Though things have improved over the years, there are several victims who still experience emotional upheavals and need psychiatric help.
The supercyclone had ripped through Orissa on October 29, 1999, killing about 10,000 people, destroying over a million homes in 12 districts, and inflicting damage worth Rs 20,000 crore.
Immediately after, the government and several NGOs had stepped in with the basic necessities of food and cloth and withdrew after granting compensation and rebuilding houses. But they overlooked the survivors’ need for psychological help.
The study has found that a year after the supercyclone, some victims were suffering dissociative convulsions and high suicidal tendencies.

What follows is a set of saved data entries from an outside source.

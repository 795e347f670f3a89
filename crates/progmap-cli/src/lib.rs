//! Library components for the program mapper CLI.

pub mod logging;
pub mod overrides;
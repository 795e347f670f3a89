//! Insertion-ordered store of mapping decisions.

use std::collections::BTreeMap;

use progmap_model::{Mapping, MatchStatus, StatusFilter, SummaryCounts};

use crate::error::MapError;

/// Key-value store holding one [`Mapping`] per distinct input value.
///
/// Iteration follows first-insertion order, so reports keep the order in
/// which the matching pass (and therefore the source data) introduced each
/// value. Keys are created only by the matching pass; overrides may rewrite
/// existing entries but never invent keys, which keeps the store's key set
/// identical to the occurrence counter's.
#[derive(Debug, Clone, Default)]
pub struct MappingStore {
    order: Vec<String>,
    entries: BTreeMap<String, Mapping>,
}

impl MappingStore {
    pub fn new() -> Self {
        Self::default()
    }

    /// Removes all entries.
    pub fn clear(&mut self) {
        self.order.clear();
        self.entries.clear();
    }

    /// Inserts or replaces the mapping for an input value. First insertion
    /// fixes the value's position in iteration order.
    pub fn insert(&mut self, input: impl Into<String>, mapping: Mapping) {
        let input = input.into();
        if !self.entries.contains_key(&input) {
            self.order.push(input.clone());
        }
        self.entries.insert(input, mapping);
    }

    pub fn get(&self, input: &str) -> Option<&Mapping> {
        self.entries.get(input)
    }

    pub fn contains(&self, input: &str) -> bool {
        self.entries.contains_key(input)
    }

    pub fn len(&self) -> usize {
        self.order.len()
    }

    pub fn is_empty(&self) -> bool {
        self.order.is_empty()
    }

    /// Applies a manual override to an existing entry.
    ///
    /// `leave_unmapped` wins unconditionally, clearing any target. Otherwise
    /// a non-empty `target` becomes a Confident mapping at score 100. With
    /// neither, the entry is left untouched. Overriding a value the store
    /// does not hold is an error.
    pub fn override_mapping(
        &mut self,
        input: &str,
        target: Option<&str>,
        leave_unmapped: bool,
    ) -> Result<(), MapError> {
        let Some(entry) = self.entries.get_mut(input) else {
            return Err(MapError::UnknownInput(input.to_string()));
        };

        if leave_unmapped {
            *entry = Mapping::left_unmapped();
        } else if let Some(target) = target
            && !target.is_empty()
        {
            *entry = Mapping::manual(target);
        }
        Ok(())
    }

    /// Entries in insertion order.
    pub fn iter(&self) -> impl Iterator<Item = (&str, &Mapping)> {
        self.order
            .iter()
            .map(|input| (input.as_str(), &self.entries[input]))
    }

    /// Entries in insertion order, restricted by status filter.
    pub fn query(&self, filter: StatusFilter) -> Vec<(&str, &Mapping)> {
        self.iter()
            .filter(|(_, mapping)| filter.accepts(mapping.status))
            .collect()
    }

    /// Per-status totals; always sums to `len()`.
    pub fn summary(&self) -> SummaryCounts {
        let mut counts = SummaryCounts::default();
        for mapping in self.entries.values() {
            match mapping.status {
                MatchStatus::Confident => counts.confident += 1,
                MatchStatus::Uncertain => counts.uncertain += 1,
                MatchStatus::Unmapped => counts.unmapped += 1,
            }
        }
        counts
    }
}
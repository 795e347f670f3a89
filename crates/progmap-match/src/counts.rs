//! Occurrence counting over the source table's program field.
//!
//! Distinct input values are raw trimmed strings: "Law" and "law" are
//! separate entries, each matched independently. First-seen row order is
//! preserved so reports list values in the order the data introduced them.

use std::collections::BTreeMap;

use progmap_model::SourceTable;

use crate::error::MapError;

/// Row counts per distinct trimmed input value, in first-seen order.
#[derive(Debug, Clone, Default)]
pub struct OccurrenceCounts {
    order: Vec<String>,
    counts: BTreeMap<String, usize>,
}

impl OccurrenceCounts {
    /// Rows observed for one input value; zero when unknown.
    pub fn get(&self, input: &str) -> usize {
        self.counts.get(input).copied().unwrap_or(0)
    }

    /// Distinct input values in first-seen order.
    pub fn inputs(&self) -> impl Iterator<Item = &str> {
        self.order.iter().map(String::as_str)
    }

    /// `(input, count)` pairs in first-seen order.
    pub fn iter(&self) -> impl Iterator<Item = (&str, usize)> {
        self.order
            .iter()
            .map(|input| (input.as_str(), self.counts[input]))
    }

    /// Number of distinct input values.
    pub fn len(&self) -> usize {
        self.order.len()
    }

    pub fn is_empty(&self) -> bool {
        self.order.is_empty()
    }

    /// Total source rows represented (sum of all counts).
    pub fn total_rows(&self) -> usize {
        self.counts.values().sum()
    }

    fn record(&mut self, value: &str) {
        if let Some(count) = self.counts.get_mut(value) {
            *count += 1;
        } else {
            self.order.push(value.to_string());
            self.counts.insert(value.to_string(), 1);
        }
    }
}

/// Tallies how many rows carry each distinct trimmed value of `field`.
/// Rows whose trimmed value is empty are skipped.
pub fn count_occurrences(table: &SourceTable, field: &str) -> Result<OccurrenceCounts, MapError> {
    if table.column_index(field).is_none() {
        return Err(MapError::FieldNotFound(field.to_string()));
    }

    let mut counts = OccurrenceCounts::default();
    for value in table.column_values(field) {
        let trimmed = value.trim();
        if trimmed.is_empty() {
            continue;
        }
        counts.record(trimmed);
    }
    Ok(counts)
}

#[cfg(test)]
mod tests {
    use super::*;

    fn table(values: &[&str]) -> SourceTable {
        SourceTable::new(
            vec!["prog".to_string()],
            values.iter().map(|v| vec![(*v).to_string()]).collect(),
        )
    }

    #[test]
    fn counts_distinct_trimmed_values_in_first_seen_order() {
        let table = table(&[" Law ", "Law", "MED", "law", "", "  "]);
        let counts = count_occurrences(&table, "prog").expect("count");
        let entries: Vec<_> = counts.iter().collect();
        assert_eq!(entries, [("Law", 2), ("MED", 1), ("law", 1)]);
        assert_eq!(counts.total_rows(), 4);
    }

    #[test]
    fn unknown_field_is_an_error() {
        let table = table(&["Law"]);
        let err = count_occurrences(&table, "missing").unwrap_err();
        assert_eq!(err, MapError::FieldNotFound("missing".to_string()));
    }
}
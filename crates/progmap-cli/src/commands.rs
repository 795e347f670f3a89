//! Command execution.

use std::path::PathBuf;

use anyhow::{Result, bail};
use indicatif::{ProgressBar, ProgressStyle};
use tracing::info;

use progmap_cli::overrides::{apply_overrides, load_overrides};
use progmap_ingest::{
    DetectedColumns, detect_columns, load_catalog, read_csv_table, unique_database_values,
};
use progmap_match::MappingSession;
use progmap_model::{SourceTable, StatusFilter};
use progmap_report::{default_export_filename, write_mapped_csv, write_review_csv};

use crate::cli::{ColumnsArgs, MapArgs, ProgramsArgs};
use crate::types::{ColumnsResult, MapResult, ProgramsResult, ReviewRow};

pub fn run_map(args: &MapArgs) -> Result<MapResult> {
    let table = read_csv_table(&args.csv)?;
    let (catalog, catalog_format) = load_catalog(&args.reference)?;
    let columns = detect_columns(&table.headers);
    let program_column = resolve_program_column(&table, &columns, args.column.as_deref())?;

    let mut session = MappingSession::new(catalog);
    let progress = ProgressBar::new(0);
    progress.set_style(
        ProgressStyle::with_template("{bar:40} {pos}/{len} values")
            .unwrap_or_else(|_| ProgressStyle::default_bar()),
    );
    session.run_matching_pass_with(&table, &program_column, |done, total| {
        if progress.length() != Some(total as u64) {
            progress.set_length(total as u64);
        }
        progress.set_position(done as u64);
    })?;
    progress.finish_and_clear();

    let overrides_applied = match &args.overrides {
        Some(path) => {
            let entries = load_overrides(path)?;
            apply_overrides(&mut session, &entries)
        }
        None => 0,
    };

    let export = match &args.export {
        Some(Some(path)) => Some(path.clone()),
        Some(None) => Some(PathBuf::from(default_export_filename())),
        None => None,
    };
    if let Some(path) = &export {
        write_mapped_csv(path, &table, &session, &columns, &program_column)?;
    }
    if let Some(path) = &args.review {
        write_review_csv(path, &session, args.filter.into())?;
    }

    let filter: StatusFilter = args.filter.into();
    let filtered = session.query(filter);
    let filtered_total = filtered.len();
    let rows: Vec<ReviewRow> = filtered
        .into_iter()
        .take(args.limit)
        .map(|row| ReviewRow {
            input: row.input.to_string(),
            mapped_to: row.mapping.mapped_to.clone(),
            score: row.mapping.score,
            status: row.mapping.status,
            occurrences: row.occurrences,
        })
        .collect();

    Ok(MapResult {
        source: args.csv.clone(),
        program_column,
        catalog_size: session.catalog().len(),
        catalog_format,
        source_rows: table.row_count(),
        distinct_values: session.counts().len(),
        overrides_applied,
        summary: session.summary(),
        hidden_rows: filtered_total - rows.len(),
        rows,
        export,
        review: args.review.clone(),
    })
}

pub fn run_columns(args: &ColumnsArgs) -> Result<ColumnsResult> {
    let table = read_csv_table(&args.csv)?;
    let columns = detect_columns(&table.headers);
    let database_values = match columns.database.as_deref() {
        Some(header) => unique_database_values(&table, header),
        None => Vec::new(),
    };
    info!(headers = table.headers.len(), "inspected columns");
    Ok(ColumnsResult {
        source: args.csv.clone(),
        headers: table.headers.clone(),
        columns,
        database_values,
    })
}

pub fn run_programs(args: &ProgramsArgs) -> Result<ProgramsResult> {
    let (catalog, format) = load_catalog(&args.reference)?;
    Ok(ProgramsResult {
        source: args.reference.clone(),
        format,
        programs: catalog.programs().to_vec(),
    })
}

/// Picks the program column: an explicit header wins, then the detected
/// one. Either way the header must exist in the table.
fn resolve_program_column(
    table: &SourceTable,
    columns: &DetectedColumns,
    explicit: Option<&str>,
) -> Result<String> {
    if let Some(header) = explicit {
        if table.column_index(header).is_none() {
            bail!(
                "column {header:?} not found; available headers: {}",
                table.headers.join(", ")
            );
        }
        return Ok(header.to_string());
    }
    match columns.program.as_deref() {
        Some(header) => Ok(header.to_string()),
        None => bail!(
            "no program column detected; use --column to pick one of: {}",
            table.headers.join(", ")
        ),
    }
}
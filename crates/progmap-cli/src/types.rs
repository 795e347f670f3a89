//! Result types shared between command execution and summary printing.

use std::path::PathBuf;

use progmap_ingest::{CatalogFormat, DetectedColumns};
use progmap_model::{MatchStatus, SummaryCounts};

/// One displayed decision row.
pub struct ReviewRow {
    pub input: String,
    pub mapped_to: Option<String>,
    pub score: u8,
    pub status: MatchStatus,
    pub occurrences: usize,
}

/// Outcome of a `map` run.
pub struct MapResult {
    pub source: PathBuf,
    pub program_column: String,
    pub catalog_size: usize,
    pub catalog_format: CatalogFormat,
    pub source_rows: usize,
    pub distinct_values: usize,
    pub overrides_applied: usize,
    pub summary: SummaryCounts,
    /// Rows after status filtering, truncated to the display limit.
    pub rows: Vec<ReviewRow>,
    /// Filtered rows beyond the display limit.
    pub hidden_rows: usize,
    pub export: Option<PathBuf>,
    pub review: Option<PathBuf>,
}

/// Outcome of a `columns` run.
pub struct ColumnsResult {
    pub source: PathBuf,
    pub headers: Vec<String>,
    pub columns: DetectedColumns,
    pub database_values: Vec<String>,
}

/// Outcome of a `programs` run.
pub struct ProgramsResult {
    pub source: PathBuf,
    pub format: CatalogFormat,
    pub programs: Vec<String>,
}
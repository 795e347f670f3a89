use thiserror::Error;

#[derive(Debug, Error)]
pub enum ModelError {
    #[error("io error: {0}")]
    Io(#[from] std::io::Error),
    #[error("{0}")]
    Message(String),
}

pub type Result<T> = std::result::Result<T, ModelError>;
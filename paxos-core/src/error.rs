use thiserror::Error;

/// Errors surfaced by a single acceptor call, a storage backend or the node setup.
///
/// None of these abort a round: the proposer folds every per-acceptor error
/// into "no response" when counting towards a quorum.
#[derive(Debug, Error)]
pub enum PaxosError {
    /// The persistence layer failed a read or write. The stored record is untouched.
    #[error("storage error: {0}")]
    Storage(String),

    /// The acceptor could not be reached, or it failed the request.
    #[error("acceptor {acceptor} unreachable: {reason}")]
    Unreachable { acceptor: String, reason: String },

    /// The acceptor did not answer within the per-call timeout.
    #[error("acceptor {acceptor} timed out")]
    Timeout { acceptor: String },

    /// Encoding or decoding of a record or a wire frame failed.
    #[error("codec error: {0}")]
    Codec(String),

    #[error("io error: {0}")]
    Io(#[from] std::io::Error),

    #[error("config error: {0}")]
    Config(String),
}

impl PaxosError {
    pub(crate) fn unreachable(acceptor: impl Into<String>, reason: impl ToString) -> Self {
        PaxosError::Unreachable {
            acceptor: acceptor.into(),
            reason: reason.to_string(),
        }
    }
}

impl From<bincode::error::EncodeError> for PaxosError {
    fn from(err: bincode::error::EncodeError) -> Self {
        PaxosError::Codec(err.to_string())
    }
}

impl From<bincode::error::DecodeError> for PaxosError {
    fn from(err: bincode::error::DecodeError) -> Self {
        PaxosError::Codec(err.to_string())
    }
}

#[cfg(test)]
mod tests {
    use super::*;

    #[test]
    fn test_error_display() {
        let err = PaxosError::unreachable("node-a", "connection refused");
        assert_eq!(
            err.to_string(),
            "acceptor node-a unreachable: connection refused"
        );

        let err = PaxosError::Timeout {
            acceptor: "node-b".to_string(),
        };
        assert!(err.to_string().contains("timed out"));
    }

    #[test]
    fn test_io_error_converts() {
        let io = std::io::Error::new(std::io::ErrorKind::NotFound, "gone");
        let err: PaxosError = io.into();
        assert!(matches!(err, PaxosError::Io(_)));
    }
}
//! Ballot numbers built from a per-key round counter and the proposer id.
//!
//! Layout: `round << 16 | proposer_id`. The id occupies the low 16 bits so two
//! proposers never produce the same ballot, and rounds only move forward so a
//! proposer never reuses a ballot for a key. No wall clock is involved.

use dashmap::DashMap;

use crate::types::BallotNumber;

const ID_BITS: u32 = 16;
const ID_MASK: u64 = (1 << ID_BITS) - 1;

/// Largest round that fits above the proposer id. Rounds saturate here
/// instead of wrapping to a small ballot.
pub const MAX_ROUND: u64 = u64::MAX >> ID_BITS;

/// Round part of a ballot.
pub fn round_of(ballot: BallotNumber) -> u64 {
    ballot.get() >> ID_BITS
}

/// Proposer id part of a ballot.
pub fn proposer_of(ballot: BallotNumber) -> u16 {
    (ballot.get() & ID_MASK) as u16
}

pub fn compose(round: u64, proposer_id: u16) -> BallotNumber {
    BallotNumber::new((round.min(MAX_ROUND) << ID_BITS) | u64::from(proposer_id))
}

/// Hands out strictly increasing ballots per key for one proposer.
#[derive(Debug)]
pub struct BallotGenerator {
    proposer_id: u16,
    last_round: DashMap<String, u64>,
}

impl BallotGenerator {
    pub fn new(proposer_id: u16) -> Self {
        Self {
            proposer_id,
            last_round: DashMap::new(),
        }
    }

    pub fn proposer_id(&self) -> u16 {
        self.proposer_id
    }

    /// Next ballot for `key`, strictly greater than every ballot this
    /// generator returned for that key before and than any ballot passed to
    /// [`BallotGenerator::observe`].
    pub fn next(&self, key: &str) -> BallotNumber {
        let mut round = self.last_round.entry(key.to_owned()).or_insert(0);
        *round = round.saturating_add(1).min(MAX_ROUND);
        compose(*round, self.proposer_id)
    }

    /// Make sure the next ballot for `key` beats `seen`, typically the
    /// ballot carried by a rejection.
    pub fn observe(&self, key: &str, seen: BallotNumber) {
        // compose(round_of(seen) + 1, _) > seen for any proposer id, so
        // bringing the counter to round_of(seen) is enough.
        let floor = round_of(seen);
        let mut round = self.last_round.entry(key.to_owned()).or_insert(0);
        if *round < floor {
            *round = floor;
        }
    }
}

The youths were found to be more addicted to country liquor and many shirked work and became dependent on relief material.
Almost 30-40 per cent of women and adolescent girls of a specific community were found to have become sexually promiscuous. As many as 54 per cent adults complained of headaches and 44 per cent said they couldn’t sleep soundly.
Psychological morbidity was found to be high among adults, especially women. In ground zero, Ersama, alone, 15 per cent of those diagnosed with post-trauma stress were found to be heading for major depressive disorders.
Nearly 35-45 per cent of the survivors were perpetually scared and suffering from nervousness, queasy stomach and difficulty in thinking.
The study has sounded an alarm for the current level of disability measures high on the World Health Organisation’s disability assessment schedule.
The survivors’ biggest disabilities are being “emotionally affected” and its “interference with life”.
The study concludes that proactive community intervention, including professional support, is necessary to protect the vulnerable after such a disaster.
The study was conducted with a team of evaluators such as Dr R. Srinivasa Murthy, psychiatry professor, Nimhans; Dr Nilamadhab Kar, associate professor of psychiatry, Kasturba Medical College, Manipal; Dr Sharada Swain, associate professor of psychiatry in Puri, and Dr K. Sekar, psychiatric social worker.
Action Aid now plans to carry out similar studies in earthquake- and riot-hit Gujarat and Jammu and Kashmir.
“The scope for similar study in Jammu and Kashmir, where decade-long militancy had ruined the social fabric, was also being explored. People need to come out of social depression,” Umi Daniel, regional manager, Action Aid, said.